If nothing else works I will attack him openly, but that must be my last resort. There is a chair in the television room with legs that screw out. One of those in my hand feels good, the right weight to swing. It would just be a matter of coming up behind him, letting go a frenzy of blows to his head, until it is a head no more. I could do that. I could plead insanity easily enough, the Doctor has already made the diagnosis. There would be a price to pay though, a lifetime maybe in a place like this. But I could talk again, and there would be visitors too. It would be worth it. The biggest problems are the possibility of someone intervening, pulling me off before the job was finished, or my strength failing me. I know I couldn’t bear that. I couldn’t live with another failure.
I have thought of poisoning him. I have even collected all the pills I pretend to take, hidden them here with my book. Only I don’t know what they are, or how they might affect him, and I have no idea how I would get him to take them. It is not as though he is in the habit of sitting with me as he eats his dinner. And it would happen offstage, his final pain. I don’t want that. I want to be there, I want to see it. I want to be part of it.
We are on the third floor here and there is concrete down below. It has become my favourite fantasy, watching him fall through the space in between, calling out for help, grabbing desperately for something solid, while his life rushes past and the world looks away. Not that they’re stupid enough to leave windows unlocked in a place like this. It wouldn’t be long before a flying competition was organised. If only there was a way of luring him out onto one of those balconies. I am thinking I could confront him during his rounds, show him I can talk, lead him there. I have wondered about charging him too, propelling him through the glass. There is a fire escape but I can’t see how to get to it. Maybe if I set off the fire alarms there would be a chance. It is still only half of an idea, tied to the picture of the Doctor falling.

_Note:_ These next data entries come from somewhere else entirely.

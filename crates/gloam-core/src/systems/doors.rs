//! Door system - advances swings, carries hinged parts, eases glows

use hecs::World;

use crate::components::{DoorPivot, LightRig, OpenGlow, Placement, PivotPart, Surface};
use gloam_logic::ease;

/// Advance every door swing one frame and reposition the parts that
/// hang off each pivot. Glow surfaces and lights ease toward the state
/// their door is in.
pub fn door_system(world: &mut World) {
    // Step the swings and remember where each pivot ended up.
    let mut pivots = Vec::new();
    for (entity, (placement, door)) in world.query::<(&Placement, &mut DoorPivot)>().iter() {
        let angle = door.swing.step();
        pivots.push((entity, *placement, angle, door.swing.is_open));
    }

    if pivots.is_empty() {
        return;
    }

    // Carried parts follow their pivot's placement and current angle.
    let mut moves = Vec::new();
    for (entity, part) in world.query::<&PivotPart>().iter() {
        let (_, pivot_placement, angle, _) = match pivots.iter().find(|(p, ..)| *p == part.pivot) {
            Some(found) => *found,
            None => continue,
        };
        moves.push((entity, part.world_placement(&pivot_placement, angle)));
    }
    for (entity, placement) in moves {
        if let Ok(mut slot) = world.get::<&mut Placement>(entity) {
            *slot = placement;
        }
    }

    // Glow planes fade in while their door stands open.
    for (_, (glow, surface)) in world.query::<(&OpenGlow, &mut Surface)>().iter() {
        let open = pivots
            .iter()
            .find(|(p, ..)| *p == glow.pivot)
            .map_or(false, |(.., is_open)| *is_open);
        let target = if open { glow.lit_opacity } else { 0.0 };
        surface.opacity = ease::approach(surface.opacity, target, glow.opacity_ease);
    }

    // Glow lights swap color on the latch and ease intensity.
    for (_, (glow, light)) in world.query::<(&OpenGlow, &mut LightRig)>().iter() {
        let open = pivots
            .iter()
            .find(|(p, ..)| *p == glow.pivot)
            .map_or(false, |(.., is_open)| *is_open);
        light.color = if open { glow.open_color } else { glow.closed_color };
        let target = if open { glow.lit_intensity } else { 0.0 };
        light.intensity = ease::approach(light.intensity, target, glow.light_ease);
    }
}

#[cfg(test)]
mod tests {
    use super::*;
    use crate::components::{LightKind, Vec3};
    use gloam_logic::color::Rgb8;
    use gloam_logic::door::DoorSwing;

    fn pivot_world() -> (World, hecs::Entity, hecs::Entity) {
        let mut world = World::new();
        let swing = DoorSwing::interior(-0.52 * std::f32::consts::PI, 0.0, 0.0);
        let pivot = world.spawn((
            Placement::at(1.0, 0.0, -2.0),
            DoorPivot { swing, leads_to: None },
        ));
        let leaf = world.spawn((
            Placement::at(0.0, 0.0, 0.0),
            PivotPart { pivot, local_pos: Vec3::new(0.5, 1.0, 0.0), local_yaw: 0.0 },
        ));
        (world, pivot, leaf)
    }

    #[test]
    fn test_closed_door_leaves_leaf_at_hinge_offset() {
        let (mut world, _, leaf) = pivot_world();
        door_system(&mut world);
        let placement = *world.get::<&Placement>(leaf).unwrap();
        assert!((placement.pos.x - 1.5).abs() < 1e-5);
        assert!((placement.pos.z - -2.0).abs() < 1e-5);
    }

    #[test]
    fn test_open_door_swings_leaf_around_pivot() {
        let (mut world, pivot, leaf) = pivot_world();
        world
            .get::<&mut DoorPivot>(pivot)
            .unwrap()
            .swing
            .set_open(true);
        for _ in 0..600 {
            door_system(&mut world);
        }
        let door = world.get::<&DoorPivot>(pivot).unwrap();
        assert!(door.swing.settled());
        drop(door);
        let placement = *world.get::<&Placement>(leaf).unwrap();
        // Swung past the hinge plane rather than resting in the jamb.
        assert!((placement.pos.x - 1.5).abs() > 0.3);
    }

    #[test]
    fn test_glow_eases_toward_door_state() {
        let (mut world, pivot, _) = pivot_world();
        let glow = OpenGlow {
            pivot,
            lit_opacity: 0.9,
            lit_intensity: 15.0,
            open_color: Rgb8::new(0xcc, 0x11, 0x22),
            closed_color: Rgb8::new(0x44, 0x00, 0xaa),
            opacity_ease: 0.5,
            light_ease: 0.5,
        };
        let plane = world.spawn((
            glow,
            Surface {
                opacity: 0.0,
                ..Surface::matte(Rgb8::new(0x44, 0x00, 0xaa), 0.5)
            },
        ));
        let light = world.spawn((
            glow,
            LightRig {
                kind: LightKind::Point,
                color: Rgb8::new(0x44, 0x00, 0xaa),
                intensity: 0.0,
                range: 15.0,
                shadows: false,
            },
        ));

        door_system(&mut world);
        assert!(world.get::<&Surface>(plane).unwrap().opacity < 0.01);

        world
            .get::<&mut DoorPivot>(pivot)
            .unwrap()
            .swing
            .set_open(true);
        for _ in 0..200 {
            door_system(&mut world);
        }
        assert!(world.get::<&Surface>(plane).unwrap().opacity > 0.8);
        let rig = world.get::<&LightRig>(light).unwrap();
        assert_eq!(rig.color, Rgb8::new(0xcc, 0x11, 0x22));
        assert!(rig.intensity > 14.0);
    }
}
//! Integration tests for the session lifecycle contract.
//!
//! Exercises: build → frames → input → events → dispose, per room,
//! against the real builders. No renderer; the world is read back the
//! way the viewer reads it.

use gloam_core::prelude::*;

// ── Helpers ────────────────────────────────────────────────────────────

fn settings() -> TierSettings {
    TierSettings::for_tier(PerfTier::Low)
}

fn build(room: RoomKey) -> SceneSession {
    SceneSession::build(room, &settings(), &ManorContent::default())
}

fn door_state(session: &SceneSession) -> (bool, f32, bool) {
    let mut state = (false, 0.0, false);
    for (_, door) in session.world().query::<&DoorPivot>().iter() {
        state = (door.swing.is_open, door.swing.current_angle, door.swing.settled());
    }
    state
}

// ── Lifecycle ──────────────────────────────────────────────────────────

#[test]
fn every_room_builds_updates_and_disposes_balanced() {
    for room in RoomKey::ALL {
        let mut session = build(room);
        assert!(session.world().len() > 0, "{room:?} built an empty world");
        for _ in 0..5 {
            session.update(1.0 / 60.0);
        }
        let report = session.dispose();
        assert!(report.balanced(), "{room:?} unbalanced: {report}");
        assert_eq!(session.world().len(), 0, "{room:?} world not drained");
        assert!(session.images().is_empty(), "{room:?} images not drained");
    }
}

#[test]
fn screen_stepping_stays_balanced() {
    for room in [RoomKey::Archive, RoomKey::Vault] {
        let mut session = build(room);
        let total = session.rig().screen.expect("screen room").total;
        for _ in 0..total + 2 {
            session.step_item(1);
            session.update(1.0 / 60.0);
        }
        let report = session.dispose();
        assert!(report.balanced(), "{room:?} unbalanced after stepping: {report}");
    }
}

// ── The front-door scenario ────────────────────────────────────────────

#[test]
fn exterior_click_open_glide_enters_exactly_once() {
    let mut session = build(RoomKey::Exterior);

    // Click the leaf: the swing starts toward the exterior open angle.
    let ray = Ray::new(Vec3::new(2.0, 3.35, 10.0), Vec3::new(0.0, 0.0, -1.0));
    session.click(ray, 1_000);
    let (open, _, _) = door_state(&session);
    assert!(open, "click did not open the door");

    for _ in 0..200 {
        session.update(1.0 / 60.0);
    }
    let (_, angle, settled) = door_state(&session);
    assert!(settled, "swing still moving after 200 frames");
    assert!(
        (angle + 0.65 * std::f32::consts::PI).abs() < 0.02,
        "settled at {angle} instead of the exterior open angle"
    );
    assert!(session.drain_events().is_empty(), "no entry before the glide");

    // Scroll the camera up the walkway; the portal fires on arrival.
    session.wheel(300.0);
    for _ in 0..120 {
        session.update(1.0 / 60.0);
    }
    let events = session.drain_events();
    assert_eq!(events, vec![SessionEvent::EnterRoom(RoomKey::Hall)]);

    // Lingering at the door does not fire again.
    for _ in 0..60 {
        session.update(1.0 / 60.0);
    }
    assert!(session.drain_events().is_empty());

    let report = session.dispose();
    assert!(report.balanced(), "exterior unbalanced: {report}");
}

#[test]
fn closed_exterior_door_never_admits() {
    let mut session = build(RoomKey::Exterior);
    session.wheel(300.0);
    for _ in 0..120 {
        session.update(1.0 / 60.0);
    }
    assert!(session.drain_events().is_empty(), "entered through a closed door");
}

// ── Interior door and portal ───────────────────────────────────────────

#[test]
fn hall_archive_door_admits_after_opening() {
    let mut session = build(RoomKey::Hall);

    // Open the archive doorway on the left wall.
    let door_ray = Ray::new(Vec3::new(0.0, 1.75, -2.5), Vec3::new(-1.0, 0.0, 0.0));
    session.click(door_ray, 1_000);
    for _ in 0..100 {
        session.update(1.0 / 60.0);
    }
    let (open, _, settled) = door_state_for(&session, RoomKey::Archive);
    assert!(open && settled);
    assert!(session.drain_events().is_empty());

    // Double-click the floor beside the doorway; the walker teleports
    // inside the portal radius and the entry fires once.
    let floor_ray = Ray::new(Vec3::new(-4.0, 5.0, -2.5), Vec3::new(0.0, -1.0, 0.0));
    session.click(floor_ray, 5_000);
    session.click(floor_ray, 5_200);
    for _ in 0..10 {
        session.update(1.0 / 60.0);
    }
    let events = session.drain_events();
    assert_eq!(events, vec![SessionEvent::EnterRoom(RoomKey::Archive)]);

    let report = session.dispose();
    assert!(report.balanced(), "hall unbalanced: {report}");
}

#[test]
fn hall_portal_reaches_around_the_doorway_center() {
    let mut session = build(RoomKey::Hall);

    // The archive portal is anchored on the doorway center on the left
    // wall, not on the hinge edge a half door-width down the wall.
    let mut anchor = None;
    for (_, portal) in session.world().query::<&RoomPortal>().iter() {
        if portal.room == RoomKey::Archive {
            anchor = Some((portal.volume.center_x, portal.volume.center_z));
        }
    }
    assert_eq!(anchor, Some((-5.0, -2.5)));

    let door_ray = Ray::new(Vec3::new(0.0, 1.75, -2.5), Vec3::new(-1.0, 0.0, 0.0));
    session.click(door_ray, 1_000);
    for _ in 0..100 {
        session.update(1.0 / 60.0);
    }
    assert!(session.drain_events().is_empty());

    // Step to a spot 1.08 from the doorway center but nearly 2.0 from
    // the hinge: inside reach of the opening, so the entry fires.
    let floor_ray = Ray::new(Vec3::new(-4.4, 5.0, -1.6), Vec3::new(0.0, -1.0, 0.0));
    session.click(floor_ray, 5_000);
    session.click(floor_ray, 5_200);
    for _ in 0..10 {
        session.update(1.0 / 60.0);
    }
    assert_eq!(
        session.drain_events(),
        vec![SessionEvent::EnterRoom(RoomKey::Archive)]
    );
}

fn door_state_for(session: &SceneSession, leads_to: RoomKey) -> (bool, f32, bool) {
    for (_, door) in session.world().query::<&DoorPivot>().iter() {
        if door.leads_to == Some(leads_to) {
            return (door.swing.is_open, door.swing.current_angle, door.swing.settled());
        }
    }
    (false, 0.0, false)
}

// ── Panels ─────────────────────────────────────────────────────────────

#[test]
fn portrait_single_opens_panel_double_stays_home() {
    let mut session = build(RoomKey::Hall);
    // The portrait canvas hangs on the left wall over the shelf.
    let ray = Ray::new(Vec3::new(0.0, 2.4, 3.5), Vec3::new(-1.0, 0.0, 0.0));
    assert!(session.hover(ray), "portrait not under the ray");

    session.click(ray, 1_000);
    assert_eq!(
        session.drain_events(),
        vec![SessionEvent::OpenPanel(PanelKey::Resident)]
    );
    assert!(session.panel_open());

    // The resident panel has no room behind it; a double re-opens.
    session.click(ray, 1_200);
    let events = session.drain_events();
    assert_eq!(events, vec![SessionEvent::OpenPanel(PanelKey::Resident)]);
}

I could get someone else to do the job for me. There must be people here who would only need the smallest nudge to get them going, a prod in the psychotic direction. A riot could start, with him in the middle. That would be wild, watching the shit get kicked out of him by a bunch of crazies. Unpredictable though. Risky. Sometimes I wish he was a cat, so he might die nine times over. I would find a way of being there at every death, directing the proceedings.
Or there is the real world. Me here, alone in this little room. It feels colder today. Cold in the air and cold in my bones. The cold of knowing that he must have plans of his own, plotting them right now as I write this down. Three days left and so much work still to be done. I will follow him, next time he comes on the ward. I need more information.
Now I must find words for something else which can no longer be put off. It is the thing that can make sense of all of this, the hardest thing to write.